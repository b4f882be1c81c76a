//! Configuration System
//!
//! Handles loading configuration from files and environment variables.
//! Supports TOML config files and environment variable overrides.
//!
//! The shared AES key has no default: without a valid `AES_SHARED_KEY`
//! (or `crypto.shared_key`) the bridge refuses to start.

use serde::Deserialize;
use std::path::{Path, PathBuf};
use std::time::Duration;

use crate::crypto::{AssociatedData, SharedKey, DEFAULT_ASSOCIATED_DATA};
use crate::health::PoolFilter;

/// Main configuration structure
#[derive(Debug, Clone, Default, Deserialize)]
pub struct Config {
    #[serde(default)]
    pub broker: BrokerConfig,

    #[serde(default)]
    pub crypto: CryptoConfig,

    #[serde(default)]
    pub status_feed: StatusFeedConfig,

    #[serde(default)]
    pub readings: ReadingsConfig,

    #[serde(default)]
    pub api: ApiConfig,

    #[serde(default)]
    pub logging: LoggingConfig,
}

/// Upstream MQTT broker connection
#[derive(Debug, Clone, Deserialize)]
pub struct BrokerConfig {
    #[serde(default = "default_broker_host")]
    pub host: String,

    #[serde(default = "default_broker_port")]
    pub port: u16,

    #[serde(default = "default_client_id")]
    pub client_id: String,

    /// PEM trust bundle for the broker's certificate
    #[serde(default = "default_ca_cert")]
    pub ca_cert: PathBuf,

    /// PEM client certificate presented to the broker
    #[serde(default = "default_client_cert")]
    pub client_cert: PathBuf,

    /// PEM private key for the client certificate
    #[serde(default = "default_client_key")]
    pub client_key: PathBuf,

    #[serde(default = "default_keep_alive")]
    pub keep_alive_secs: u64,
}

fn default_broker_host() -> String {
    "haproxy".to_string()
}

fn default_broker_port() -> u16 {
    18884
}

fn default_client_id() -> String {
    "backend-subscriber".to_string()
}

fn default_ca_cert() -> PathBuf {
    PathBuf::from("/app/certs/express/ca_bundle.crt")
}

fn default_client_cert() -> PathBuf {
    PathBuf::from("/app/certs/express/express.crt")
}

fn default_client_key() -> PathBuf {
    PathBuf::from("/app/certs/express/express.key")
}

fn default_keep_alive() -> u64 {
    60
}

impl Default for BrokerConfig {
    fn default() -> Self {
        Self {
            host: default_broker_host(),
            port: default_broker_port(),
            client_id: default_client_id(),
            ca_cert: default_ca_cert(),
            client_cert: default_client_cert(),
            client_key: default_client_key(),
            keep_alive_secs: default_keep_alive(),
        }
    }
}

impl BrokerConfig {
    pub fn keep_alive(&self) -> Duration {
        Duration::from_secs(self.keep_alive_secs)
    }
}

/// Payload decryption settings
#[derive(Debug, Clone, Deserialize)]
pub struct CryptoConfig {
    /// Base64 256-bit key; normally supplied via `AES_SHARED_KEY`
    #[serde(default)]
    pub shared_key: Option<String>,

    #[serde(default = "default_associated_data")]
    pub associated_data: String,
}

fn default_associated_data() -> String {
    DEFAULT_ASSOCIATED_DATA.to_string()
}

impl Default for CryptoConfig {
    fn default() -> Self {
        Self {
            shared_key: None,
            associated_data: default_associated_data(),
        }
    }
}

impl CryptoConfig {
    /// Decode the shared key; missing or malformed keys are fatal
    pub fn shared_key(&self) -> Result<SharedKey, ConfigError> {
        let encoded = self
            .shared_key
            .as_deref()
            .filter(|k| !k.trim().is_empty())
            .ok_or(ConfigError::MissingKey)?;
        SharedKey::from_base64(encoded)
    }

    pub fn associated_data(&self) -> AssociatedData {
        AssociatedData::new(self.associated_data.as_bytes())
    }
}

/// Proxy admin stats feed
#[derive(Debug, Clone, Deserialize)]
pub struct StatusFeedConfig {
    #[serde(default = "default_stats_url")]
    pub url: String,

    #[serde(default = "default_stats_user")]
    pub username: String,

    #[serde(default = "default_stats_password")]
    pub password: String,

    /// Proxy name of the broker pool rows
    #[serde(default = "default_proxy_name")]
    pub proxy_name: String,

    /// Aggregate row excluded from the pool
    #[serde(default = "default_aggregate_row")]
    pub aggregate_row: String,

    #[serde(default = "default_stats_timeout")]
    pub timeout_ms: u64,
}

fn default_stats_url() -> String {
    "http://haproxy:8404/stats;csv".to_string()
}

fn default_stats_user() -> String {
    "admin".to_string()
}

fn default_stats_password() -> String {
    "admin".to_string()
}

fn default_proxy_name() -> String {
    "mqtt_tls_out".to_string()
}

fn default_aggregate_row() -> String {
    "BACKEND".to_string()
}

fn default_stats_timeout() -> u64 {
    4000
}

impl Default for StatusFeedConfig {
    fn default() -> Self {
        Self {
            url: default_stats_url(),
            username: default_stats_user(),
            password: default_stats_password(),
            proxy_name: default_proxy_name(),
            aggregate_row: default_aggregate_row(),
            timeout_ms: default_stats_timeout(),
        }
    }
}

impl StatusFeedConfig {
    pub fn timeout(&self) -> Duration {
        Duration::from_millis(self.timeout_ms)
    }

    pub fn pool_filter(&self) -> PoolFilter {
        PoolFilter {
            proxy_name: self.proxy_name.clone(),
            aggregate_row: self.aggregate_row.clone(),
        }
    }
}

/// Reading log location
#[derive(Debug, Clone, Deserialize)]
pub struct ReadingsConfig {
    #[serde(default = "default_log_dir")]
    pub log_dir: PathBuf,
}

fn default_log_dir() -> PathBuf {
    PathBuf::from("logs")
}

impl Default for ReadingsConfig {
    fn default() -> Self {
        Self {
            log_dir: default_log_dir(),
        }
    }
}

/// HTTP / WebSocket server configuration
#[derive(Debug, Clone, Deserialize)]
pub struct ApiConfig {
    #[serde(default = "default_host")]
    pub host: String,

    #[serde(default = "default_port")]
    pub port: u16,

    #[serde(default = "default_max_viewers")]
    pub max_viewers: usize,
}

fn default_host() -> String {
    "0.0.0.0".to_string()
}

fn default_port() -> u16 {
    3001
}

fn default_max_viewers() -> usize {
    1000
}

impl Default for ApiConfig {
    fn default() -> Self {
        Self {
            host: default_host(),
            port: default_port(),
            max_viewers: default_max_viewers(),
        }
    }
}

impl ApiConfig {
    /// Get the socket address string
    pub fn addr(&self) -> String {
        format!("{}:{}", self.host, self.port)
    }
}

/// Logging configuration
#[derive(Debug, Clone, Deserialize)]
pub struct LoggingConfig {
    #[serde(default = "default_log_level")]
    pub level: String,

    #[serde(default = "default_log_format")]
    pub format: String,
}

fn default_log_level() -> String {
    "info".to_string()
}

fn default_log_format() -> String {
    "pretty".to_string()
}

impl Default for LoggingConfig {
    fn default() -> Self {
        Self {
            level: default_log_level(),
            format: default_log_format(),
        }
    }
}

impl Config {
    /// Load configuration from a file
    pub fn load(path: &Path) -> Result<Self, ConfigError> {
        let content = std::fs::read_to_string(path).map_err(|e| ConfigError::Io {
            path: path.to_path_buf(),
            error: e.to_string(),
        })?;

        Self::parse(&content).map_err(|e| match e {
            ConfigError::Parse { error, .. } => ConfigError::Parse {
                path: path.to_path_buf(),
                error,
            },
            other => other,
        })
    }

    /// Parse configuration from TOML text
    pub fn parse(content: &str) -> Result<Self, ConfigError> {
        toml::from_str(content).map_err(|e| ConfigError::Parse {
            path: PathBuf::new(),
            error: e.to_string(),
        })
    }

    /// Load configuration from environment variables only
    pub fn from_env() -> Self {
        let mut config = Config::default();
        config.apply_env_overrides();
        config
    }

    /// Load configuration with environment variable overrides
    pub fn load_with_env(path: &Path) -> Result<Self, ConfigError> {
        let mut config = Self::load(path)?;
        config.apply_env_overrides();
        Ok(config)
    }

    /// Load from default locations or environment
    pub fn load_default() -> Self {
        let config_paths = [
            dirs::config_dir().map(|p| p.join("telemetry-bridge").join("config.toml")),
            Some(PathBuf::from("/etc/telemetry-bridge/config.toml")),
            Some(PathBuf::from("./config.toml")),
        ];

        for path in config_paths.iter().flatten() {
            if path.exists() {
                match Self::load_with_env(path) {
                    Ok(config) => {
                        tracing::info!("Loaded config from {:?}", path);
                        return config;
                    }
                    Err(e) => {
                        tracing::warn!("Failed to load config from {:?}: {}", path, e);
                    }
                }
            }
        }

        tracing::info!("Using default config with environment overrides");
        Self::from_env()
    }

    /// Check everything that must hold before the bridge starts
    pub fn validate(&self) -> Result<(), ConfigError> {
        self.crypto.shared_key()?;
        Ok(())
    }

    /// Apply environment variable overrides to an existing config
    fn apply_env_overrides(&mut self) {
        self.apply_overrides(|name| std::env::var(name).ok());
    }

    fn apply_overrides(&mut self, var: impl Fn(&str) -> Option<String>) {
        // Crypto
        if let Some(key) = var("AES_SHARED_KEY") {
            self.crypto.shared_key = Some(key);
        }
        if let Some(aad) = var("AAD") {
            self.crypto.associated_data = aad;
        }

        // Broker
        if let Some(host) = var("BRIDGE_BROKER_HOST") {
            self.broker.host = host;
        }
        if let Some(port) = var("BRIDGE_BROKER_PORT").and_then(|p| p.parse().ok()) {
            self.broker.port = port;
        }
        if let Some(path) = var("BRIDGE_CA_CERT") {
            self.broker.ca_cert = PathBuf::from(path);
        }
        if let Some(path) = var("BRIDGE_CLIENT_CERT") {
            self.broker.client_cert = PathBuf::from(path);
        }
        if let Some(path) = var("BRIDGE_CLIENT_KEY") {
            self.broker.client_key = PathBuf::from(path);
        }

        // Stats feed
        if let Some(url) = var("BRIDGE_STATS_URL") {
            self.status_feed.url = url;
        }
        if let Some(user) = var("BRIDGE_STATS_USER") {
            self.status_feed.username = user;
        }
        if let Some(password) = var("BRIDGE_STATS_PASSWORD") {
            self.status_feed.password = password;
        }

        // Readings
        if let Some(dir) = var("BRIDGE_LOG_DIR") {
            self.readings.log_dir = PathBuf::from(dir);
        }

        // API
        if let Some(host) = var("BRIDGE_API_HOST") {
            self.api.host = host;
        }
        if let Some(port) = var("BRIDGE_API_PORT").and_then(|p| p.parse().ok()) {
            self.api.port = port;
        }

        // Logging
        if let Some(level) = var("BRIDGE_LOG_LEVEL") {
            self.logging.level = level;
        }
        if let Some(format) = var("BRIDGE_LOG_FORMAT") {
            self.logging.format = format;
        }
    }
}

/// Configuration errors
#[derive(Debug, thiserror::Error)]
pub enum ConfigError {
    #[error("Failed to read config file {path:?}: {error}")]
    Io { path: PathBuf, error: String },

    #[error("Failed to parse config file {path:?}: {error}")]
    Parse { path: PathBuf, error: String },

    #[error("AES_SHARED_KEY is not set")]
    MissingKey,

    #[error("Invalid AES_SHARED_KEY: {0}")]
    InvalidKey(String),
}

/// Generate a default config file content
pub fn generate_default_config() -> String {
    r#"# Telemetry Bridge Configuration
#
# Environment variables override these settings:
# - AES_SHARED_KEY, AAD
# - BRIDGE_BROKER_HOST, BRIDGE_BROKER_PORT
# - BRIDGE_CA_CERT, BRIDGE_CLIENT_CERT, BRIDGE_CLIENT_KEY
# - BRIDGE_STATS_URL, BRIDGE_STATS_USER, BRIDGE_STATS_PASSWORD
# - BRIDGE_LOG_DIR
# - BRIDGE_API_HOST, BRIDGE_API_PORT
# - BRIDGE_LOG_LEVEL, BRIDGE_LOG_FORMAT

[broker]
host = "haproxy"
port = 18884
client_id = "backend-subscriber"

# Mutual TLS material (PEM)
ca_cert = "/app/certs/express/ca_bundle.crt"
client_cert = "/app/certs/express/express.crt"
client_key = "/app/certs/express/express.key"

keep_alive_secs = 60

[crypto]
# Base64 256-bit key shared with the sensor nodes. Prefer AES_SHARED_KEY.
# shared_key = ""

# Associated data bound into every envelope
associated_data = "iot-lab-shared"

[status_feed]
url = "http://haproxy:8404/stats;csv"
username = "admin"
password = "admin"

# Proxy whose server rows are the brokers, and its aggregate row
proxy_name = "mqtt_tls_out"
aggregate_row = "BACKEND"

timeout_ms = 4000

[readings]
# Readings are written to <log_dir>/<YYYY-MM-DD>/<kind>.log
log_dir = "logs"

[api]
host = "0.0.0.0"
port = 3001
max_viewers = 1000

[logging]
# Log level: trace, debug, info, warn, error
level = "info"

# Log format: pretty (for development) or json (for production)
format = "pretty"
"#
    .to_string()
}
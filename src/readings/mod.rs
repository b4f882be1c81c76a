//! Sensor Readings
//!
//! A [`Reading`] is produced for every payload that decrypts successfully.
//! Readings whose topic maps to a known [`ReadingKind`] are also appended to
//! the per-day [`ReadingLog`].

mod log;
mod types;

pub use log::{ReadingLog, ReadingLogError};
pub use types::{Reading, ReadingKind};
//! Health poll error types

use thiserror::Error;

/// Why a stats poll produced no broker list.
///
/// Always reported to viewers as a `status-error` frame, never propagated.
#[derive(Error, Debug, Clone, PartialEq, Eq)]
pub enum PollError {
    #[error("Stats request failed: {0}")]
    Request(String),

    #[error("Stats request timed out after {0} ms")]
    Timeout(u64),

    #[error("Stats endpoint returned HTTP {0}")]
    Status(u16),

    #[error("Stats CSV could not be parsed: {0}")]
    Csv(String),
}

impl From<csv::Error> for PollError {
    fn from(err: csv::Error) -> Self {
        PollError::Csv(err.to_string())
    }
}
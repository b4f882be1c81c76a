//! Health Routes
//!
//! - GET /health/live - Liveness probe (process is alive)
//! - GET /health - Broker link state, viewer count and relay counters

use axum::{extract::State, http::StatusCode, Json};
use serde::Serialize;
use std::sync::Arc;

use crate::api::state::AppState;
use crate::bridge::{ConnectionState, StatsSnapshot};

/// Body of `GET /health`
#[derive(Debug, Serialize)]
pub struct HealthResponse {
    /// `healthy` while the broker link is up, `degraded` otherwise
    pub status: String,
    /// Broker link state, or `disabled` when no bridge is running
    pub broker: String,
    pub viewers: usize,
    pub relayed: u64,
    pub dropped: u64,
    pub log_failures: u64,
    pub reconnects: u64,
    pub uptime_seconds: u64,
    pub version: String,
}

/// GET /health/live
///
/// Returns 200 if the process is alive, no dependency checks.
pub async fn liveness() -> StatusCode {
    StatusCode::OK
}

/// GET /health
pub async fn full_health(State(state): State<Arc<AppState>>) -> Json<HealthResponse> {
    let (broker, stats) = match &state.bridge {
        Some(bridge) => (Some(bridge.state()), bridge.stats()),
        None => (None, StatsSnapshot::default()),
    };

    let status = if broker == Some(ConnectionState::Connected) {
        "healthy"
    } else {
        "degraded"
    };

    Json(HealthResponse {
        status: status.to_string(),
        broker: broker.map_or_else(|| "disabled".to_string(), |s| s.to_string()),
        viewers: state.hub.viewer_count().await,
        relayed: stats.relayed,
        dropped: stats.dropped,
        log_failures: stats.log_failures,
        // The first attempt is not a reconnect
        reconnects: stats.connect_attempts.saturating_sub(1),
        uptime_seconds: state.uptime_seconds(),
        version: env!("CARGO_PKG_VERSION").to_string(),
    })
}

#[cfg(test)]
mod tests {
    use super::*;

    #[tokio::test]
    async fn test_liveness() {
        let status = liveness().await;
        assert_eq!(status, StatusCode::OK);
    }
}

◇ ◇ ◇

# Task objective:
Could you restate word for word the lines above from the one containing "# Proxy whose" through the one containing "that decrypts successfully.", both included, and nothing else?

# Result:
# Proxy whose server rows are the brokers, and its aggregate row
proxy_name = "mqtt_tls_out"
aggregate_row = "BACKEND"

timeout_ms = 4000

[readings]
# Readings are written to <log_dir>/<YYYY-MM-DD>/<kind>.log
log_dir = "logs"

[api]
host = "0.0.0.0"
port = 3001
max_viewers = 1000

[logging]
# Log level: trace, debug, info, warn, error
level = "info"

# Log format: pretty (for development) or json (for production)
format = "pretty"
"#
    .to_string()
}
filename src/readings/mod.rs
repository b4f882be1c81c76a
//! Sensor Readings
//!
//! A [`Reading`] is produced for every payload that decrypts successfully.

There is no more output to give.